+++ DATASET
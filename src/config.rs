//! Configuration types for invoice extraction and validation.
//!
//! All behaviour is controlled through [`ExtractorConfig`], built via its
//! [`ExtractorConfigBuilder`] or read from the process environment with
//! [`ExtractorConfig::from_env`]. The config is plain data: it names models
//! and files but holds no clients. Clients are built from it once per process
//! (see [`crate::pipeline::llm::InvoiceModels`]) and passed explicitly.

use crate::error::InvoiceError;
use std::path::PathBuf;

/// Environment variable naming the rules document.
pub const RULES_PATH_ENV: &str = "INVOICE_RULES_PATH";

/// Configuration for an extract/validate run.
///
/// # Example
/// ```rust
/// use edgequake_invoice::ExtractorConfig;
///
/// let config = ExtractorConfig::builder()
///     .extraction_model("gpt-4o")
///     .rules_path("rules/eligible_products.txt")
///     .expected_quantity(4)
///     .build()
///     .unwrap();
/// assert_eq!(config.render_dpi, 72);
/// ```
#[derive(Debug, Clone)]
pub struct ExtractorConfig {
    /// LLM provider name passed to `ProviderFactory`. Default: "openai".
    pub provider_name: String,

    /// Vision model used for extraction. Default: "gpt-4o".
    pub extraction_model: String,

    /// Text model used for validation. Default: "gpt-4o-mini".
    pub validation_model: String,

    /// Sampling temperature. `None` keeps the provider default.
    pub temperature: Option<f32>,

    /// Maximum tokens the model may generate per call. Default: 4096.
    pub max_tokens: usize,

    /// Ask the extraction model for a JSON-object response. Default: true.
    ///
    /// Providers that do not support response formats ignore the hint; the
    /// brace-scanning parser handles their free-form answers.
    pub structured_output: bool,

    /// Rasterisation DPI for PDF pages. Range: 72–400. Default: 72 (one
    /// pixel per PDF point).
    pub render_dpi: u32,

    /// Maximum rendered image dimension in pixels. Default: 2000.
    pub max_rendered_pixels: u32,

    /// Text-density ratio below which a PDF counts as scanned. Default: 0.5.
    pub scanned_threshold: f32,

    /// Run the enhancement filter on pages of PDFs classified as scanned.
    /// Default: false (scanned and digital PDFs render identically).
    pub enhance_scanned_pdfs: bool,

    /// JPEG quality for encoded page images. Range: 1–100. Default: 95.
    pub jpeg_quality: u8,

    /// Path to the rules document used by validation.
    pub rules_path: Option<PathBuf>,

    /// Quantity the validator expects on eligible invoices. Default: 4.
    pub expected_quantity: u32,

    /// Download timeout for URL inputs in seconds. Default: 120.
    pub download_timeout_secs: u64,

    /// Explicit pdfium shared library. Falls back to `PDFIUM_LIB_PATH`, the
    /// working directory, then the system library path.
    pub pdfium_lib_path: Option<PathBuf>,
}

impl Default for ExtractorConfig {
    fn default() -> Self {
        Self {
            provider_name: "openai".to_string(),
            extraction_model: "gpt-4o".to_string(),
            validation_model: "gpt-4o-mini".to_string(),
            temperature: None,
            max_tokens: 4096,
            structured_output: true,
            render_dpi: 72,
            max_rendered_pixels: 2000,
            scanned_threshold: 0.5,
            enhance_scanned_pdfs: false,
            jpeg_quality: 95,
            rules_path: None,
            expected_quantity: 4,
            download_timeout_secs: 120,
            pdfium_lib_path: None,
        }
    }
}

impl ExtractorConfig {
    /// Create a new builder for `ExtractorConfig`.
    pub fn builder() -> ExtractorConfigBuilder {
        ExtractorConfigBuilder {
            config: Self::default(),
        }
    }

    /// Defaults overlaid with the process environment.
    ///
    /// | Variable | Field |
    /// |----------|-------|
    /// | `INVOICE_RULES_PATH` | `rules_path` |
    /// | `INVOICE_PROVIDER` | `provider_name` |
    /// | `INVOICE_EXTRACTION_MODEL` | `extraction_model` |
    /// | `INVOICE_VALIDATION_MODEL` | `validation_model` |
    /// | `PDFIUM_LIB_PATH` | `pdfium_lib_path` |
    pub fn from_env() -> Result<Self, InvoiceError> {
        let mut builder = Self::builder();
        if let Some(path) = env_non_empty(RULES_PATH_ENV) {
            builder = builder.rules_path(path);
        }
        if let Some(name) = env_non_empty("INVOICE_PROVIDER") {
            builder = builder.provider_name(name);
        }
        if let Some(model) = env_non_empty("INVOICE_EXTRACTION_MODEL") {
            builder = builder.extraction_model(model);
        }
        if let Some(model) = env_non_empty("INVOICE_VALIDATION_MODEL") {
            builder = builder.validation_model(model);
        }
        if let Some(path) = env_non_empty("PDFIUM_LIB_PATH") {
            builder = builder.pdfium_lib_path(path);
        }
        builder.build()
    }
}

fn env_non_empty(key: &str) -> Option<String> {
    std::env::var(key).ok().filter(|v| !v.trim().is_empty())
}

/// Builder for [`ExtractorConfig`].
#[derive(Debug)]
pub struct ExtractorConfigBuilder {
    config: ExtractorConfig,
}

impl ExtractorConfigBuilder {
    pub fn provider_name(mut self, name: impl Into<String>) -> Self {
        self.config.provider_name = name.into();
        self
    }

    pub fn extraction_model(mut self, model: impl Into<String>) -> Self {
        self.config.extraction_model = model.into();
        self
    }

    pub fn validation_model(mut self, model: impl Into<String>) -> Self {
        self.config.validation_model = model.into();
        self
    }

    pub fn temperature(mut self, t: f32) -> Self {
        self.config.temperature = Some(t.clamp(0.0, 2.0));
        self
    }

    pub fn max_tokens(mut self, n: usize) -> Self {
        self.config.max_tokens = n;
        self
    }

    pub fn structured_output(mut self, v: bool) -> Self {
        self.config.structured_output = v;
        self
    }

    pub fn render_dpi(mut self, dpi: u32) -> Self {
        self.config.render_dpi = dpi.clamp(72, 400);
        self
    }

    pub fn max_rendered_pixels(mut self, px: u32) -> Self {
        self.config.max_rendered_pixels = px.max(100);
        self
    }

    pub fn scanned_threshold(mut self, ratio: f32) -> Self {
        self.config.scanned_threshold = ratio;
        self
    }

    pub fn enhance_scanned_pdfs(mut self, v: bool) -> Self {
        self.config.enhance_scanned_pdfs = v;
        self
    }

    pub fn jpeg_quality(mut self, q: u8) -> Self {
        self.config.jpeg_quality = q.clamp(1, 100);
        self
    }

    pub fn rules_path(mut self, path: impl Into<PathBuf>) -> Self {
        self.config.rules_path = Some(path.into());
        self
    }

    pub fn expected_quantity(mut self, n: u32) -> Self {
        self.config.expected_quantity = n;
        self
    }

    pub fn download_timeout_secs(mut self, secs: u64) -> Self {
        self.config.download_timeout_secs = secs;
        self
    }

    pub fn pdfium_lib_path(mut self, path: impl Into<PathBuf>) -> Self {
        self.config.pdfium_lib_path = Some(path.into());
        self
    }

    /// Build the configuration, validating constraints.
    pub fn build(self) -> Result<ExtractorConfig, InvoiceError> {
        let c = &self.config;
        if !(0.0..=1.0).contains(&c.scanned_threshold) {
            return Err(InvoiceError::InvalidConfig(format!(
                "Scanned threshold must be within 0–1, got {}",
                c.scanned_threshold
            )));
        }
        if c.extraction_model.trim().is_empty() || c.validation_model.trim().is_empty() {
            return Err(InvoiceError::InvalidConfig(
                "Model names must not be empty".into(),
            ));
        }
        if c.max_tokens == 0 {
            return Err(InvoiceError::InvalidConfig(
                "max_tokens must be ≥ 1".into(),
            ));
        }
        Ok(self.config)
    }
}

#[cfg(test)]
mod tests {
    use super::*;

    #[test]
    fn defaults() {
        let c = ExtractorConfig::default();
        assert_eq!(c.extraction_model, "gpt-4o");
        assert_eq!(c.validation_model, "gpt-4o-mini");
        assert_eq!(c.expected_quantity, 4);
        assert_eq!(c.render_dpi, 72);
        assert!((c.scanned_threshold - 0.5).abs() < f32::EPSILON);
        assert!(!c.enhance_scanned_pdfs);
    }

    #[test]
    fn debug_lists_every_setting() {
        let c = ExtractorConfig::builder()
            .pdfium_lib_path("/opt/pdfium/libpdfium.so")
            .build()
            .unwrap();
        let dbg = format!("{c:?}");
        for field in [
            "max_rendered_pixels",
            "jpeg_quality",
            "download_timeout_secs",
            "pdfium_lib_path",
            "/opt/pdfium/libpdfium.so",
        ] {
            assert!(dbg.contains(field), "missing {field} in {dbg}");
        }
    }

    #[test]
    fn builder_clamps_values() {
        let c = ExtractorConfig::builder()
            .render_dpi(10)
            .jpeg_quality(0)
            .temperature(9.0)
            .build()
            .unwrap();
        assert_eq!(c.render_dpi, 72);
        assert_eq!(c.jpeg_quality, 1);
        assert_eq!(c.temperature, Some(2.0));
    }

    #[test]
    fn builder_rejects_bad_threshold() {
        let err = ExtractorConfig::builder()
            .scanned_threshold(1.5)
            .build()
            .unwrap_err();
        assert!(matches!(err, InvoiceError::InvalidConfig(_)));
    }

    #[test]
    fn builder_rejects_empty_model() {
        assert!(ExtractorConfig::builder()
            .validation_model("  ")
            .build()
            .is_err());
    }
}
++++++
# DESCRIPTION OF THE TASK
Retype the entries exactly from the first line, stopping after the line with "process environment with".

# YOUR SOLUTION
filename src/config.rs
//! Configuration types for invoice extraction and validation.
//!
//! All behaviour is controlled through [`ExtractorConfig`], built via its
//! [`ExtractorConfigBuilder`] or read from the process environment with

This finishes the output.